Non solo. L’obiettivo delle rinnovabili è da affiancare anche al raddoppio del tasso di diffusione delle pompe di calore, con un obiettivo di 10 milioni di unità nei prossimi 5 anni. Da vedere poi quanto il governo sfrutterà la nuova possibilità per gli Stati membri di derogare al principio del non fare danno significativo all’ambiente per investimenti in petrolio e gas. Per accelerare la transizione energetica si potrà inoltre sfruttare anche il nuovo piano per moltiplicare gli sforzi sulla produzione dell’idrogeno da rinnovabili anche con investimenti infrastrutturali e spingere di più sul biometano. Misure da accompagnare anche a interventi di breve termine: dalla possibilità di stoccaggi congiunti (ieri Snam ha acquistato la nave metaniera Golar Arctic da Golar Lng, che si è impegnata a convertirla a unità di stoccaggio e rigassificazione per 269 milioni), all’opzione per gli Stati di intervento sui mercati dell’energia nazionali, incluso la ridistribuzione di extra-profitti. Fino all’apertura a un tetto Ue ai prezzi del gas.
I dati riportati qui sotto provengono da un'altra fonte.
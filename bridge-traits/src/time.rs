//! Time and Logging Abstractions
//!
//! Provides an injectable time source and a logging sink for host integration.

use async_trait::async_trait;
use chrono::{DateTime, Duration as ChronoDuration, Utc};
use serde::{Deserialize, Serialize};
use std::collections::HashMap;
use std::sync::Mutex;

use crate::error::Result;

/// Time source trait
///
/// Every persisted timestamp (last seen, next sync, run start/finish) is read
/// through a `Clock` so schedules can be asserted exactly in tests.
///
/// # Example
///
/// ```ignore
/// use bridge_traits::time::Clock;
///
/// fn next_sync(clock: &dyn Clock, interval_minutes: i64) -> i64 {
///     clock.unix_timestamp() + interval_minutes * 60
/// }
/// ```
pub trait Clock: Send + Sync {
    /// Get current UTC time
    fn now(&self) -> DateTime<Utc>;

    /// Get current Unix timestamp in seconds
    fn unix_timestamp(&self) -> i64 {
        self.now().timestamp()
    }

    /// Get current Unix timestamp in milliseconds
    fn unix_timestamp_millis(&self) -> i64 {
        self.now().timestamp_millis()
    }
}

/// System clock implementation using actual system time
#[derive(Debug, Clone, Default)]
pub struct SystemClock;

impl Clock for SystemClock {
    fn now(&self) -> DateTime<Utc> {
        Utc::now()
    }
}

/// Manually driven clock
///
/// Stays at the instant it was created with until [`FixedClock::advance`]
/// or [`FixedClock::set`] is called.
#[derive(Debug)]
pub struct FixedClock {
    now: Mutex<DateTime<Utc>>,
}

impl FixedClock {
    pub fn new(now: DateTime<Utc>) -> Self {
        Self {
            now: Mutex::new(now),
        }
    }

    /// Create a clock pinned to a Unix timestamp (seconds)
    pub fn at_unix(seconds: i64) -> Self {
        Self::new(DateTime::<Utc>::from_timestamp(seconds, 0).unwrap_or_default())
    }

    pub fn set(&self, now: DateTime<Utc>) {
        if let Ok(mut guard) = self.now.lock() {
            *guard = now;
        }
    }

    pub fn advance(&self, by: ChronoDuration) {
        if let Ok(mut guard) = self.now.lock() {
            *guard += by;
        }
    }
}

impl Clock for FixedClock {
    fn now(&self) -> DateTime<Utc> {
        self.now
            .lock()
            .map(|guard| *guard)
            .unwrap_or_else(|poisoned| *poisoned.into_inner())
    }
}

/// Log level
#[derive(Debug, Clone, Copy, PartialEq, Eq, PartialOrd, Ord, Serialize, Deserialize)]
pub enum LogLevel {
    Trace,
    Debug,
    Info,
    Warn,
    Error,
}

/// Structured log entry
#[derive(Debug, Clone, Serialize, Deserialize)]
pub struct LogEntry {
    /// Log level
    pub level: LogLevel,
    /// Timestamp
    pub timestamp: DateTime<Utc>,
    /// Target module/component
    pub target: String,
    /// Log message
    pub message: String,
    /// Structured fields
    pub fields: HashMap<String, String>,
    /// Span name, when emitted inside one
    pub span_id: Option<String>,
}

impl LogEntry {
    pub fn new(level: LogLevel, target: impl Into<String>, message: impl Into<String>) -> Self {
        Self {
            level,
            timestamp: Utc::now(),
            target: target.into(),
            message: message.into(),
            fields: HashMap::new(),
            span_id: None,
        }
    }

    pub fn with_field(mut self, key: impl Into<String>, value: impl Into<String>) -> Self {
        self.fields.insert(key.into(), value.into());
        self
    }

    pub fn with_span_id(mut self, span_id: impl Into<String>) -> Self {
        self.span_id = Some(span_id.into());
        self
    }
}

/// Logger sink trait
///
/// Forwards structured logs to a host pipeline (syslog, a SIEM shipper, an
/// audit collector). Implementations must not receive credentials; the
/// logging layer redacts sensitive fields before forwarding.
#[async_trait]
pub trait LoggerSink: Send + Sync {
    /// Forward a log entry to the host logging system
    async fn log(&self, entry: LogEntry) -> Result<()>;

    /// Flush any buffered logs
    async fn flush(&self) -> Result<()> {
        Ok(())
    }

    /// Get the minimum log level that will be processed
    fn min_level(&self) -> LogLevel {
        LogLevel::Info
    }
}

/// Console logger implementation for development
#[derive(Debug, Clone)]
pub struct ConsoleLogger {
    pub min_level: LogLevel,
}

impl Default for ConsoleLogger {
    fn default() -> Self {
        Self {
            min_level: LogLevel::Info,
        }
    }
}

#[async_trait]
impl LoggerSink for ConsoleLogger {
    async fn log(&self, entry: LogEntry) -> Result<()> {
        if entry.level >= self.min_level {
            let level_str = match entry.level {
                LogLevel::Trace => "TRACE",
                LogLevel::Debug => "DEBUG",
                LogLevel::Info => "INFO",
                LogLevel::Warn => "WARN",
                LogLevel::Error => "ERROR",
            };

            println!(
                "[{}] {} {}: {}",
                entry.timestamp.format("%Y-%m-%d %H:%M:%S%.3f"),
                level_str,
                entry.target,
                entry.message
            );

            if !entry.fields.is_empty() {
                println!("  Fields: {:?}", entry.fields);
            }
        }
        Ok(())
    }

    fn min_level(&self) -> LogLevel {
        self.min_level
    }
}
Purché si parli di tetto solo in caso di completa interruzione delle forniture di gas russo, avverte Bruxelles. E il tetto nazionale? L’Italia, come gli altri Paesi, potrà continuare ad applicare prezzi del metano e dell’elettricità regolamentati sul mercato al dettaglio nazionale, ma anche introdurre un prezzo di riferimento, sempre interno, per il gas utilizzato per la produzione di energia elettrica. Ma i prezzi bloccati devono essere destinati a una fascia precisa di consumatori e per periodo preciso di tempo.
La porta del nucleare
C’è però un altro passaggio cruciale del nuovo Piano europeo contro il caro-energia. L’Ue avrà bisogno di aumentare «nei prossimi 5-10 anni di 44 TWh la produzione di energia dal nucleare e di 100 TWh di carbone, un aumento di circa il 5% nel mix energetico», è scritto. E allora l’Italia non potrà stare a guardare. I vicini francesi hanno ben 58 reattori nucleari e basano su questi il 70% della loro produzione nazionale. La Germania invece ha escluso di prolungare la durata dei suoi impianti nucleari esistenti, ancora tre, ma conta ancora molto sul carbone per il 40% dell’energia prodotta, contro il 4% dell’Italia, solo per dare un’idea. Un’assicurazione non da poco in tempi di crisi del gas, dal quale l’Italia dipende invece per oltre il 40% del fabbisogno nazionale.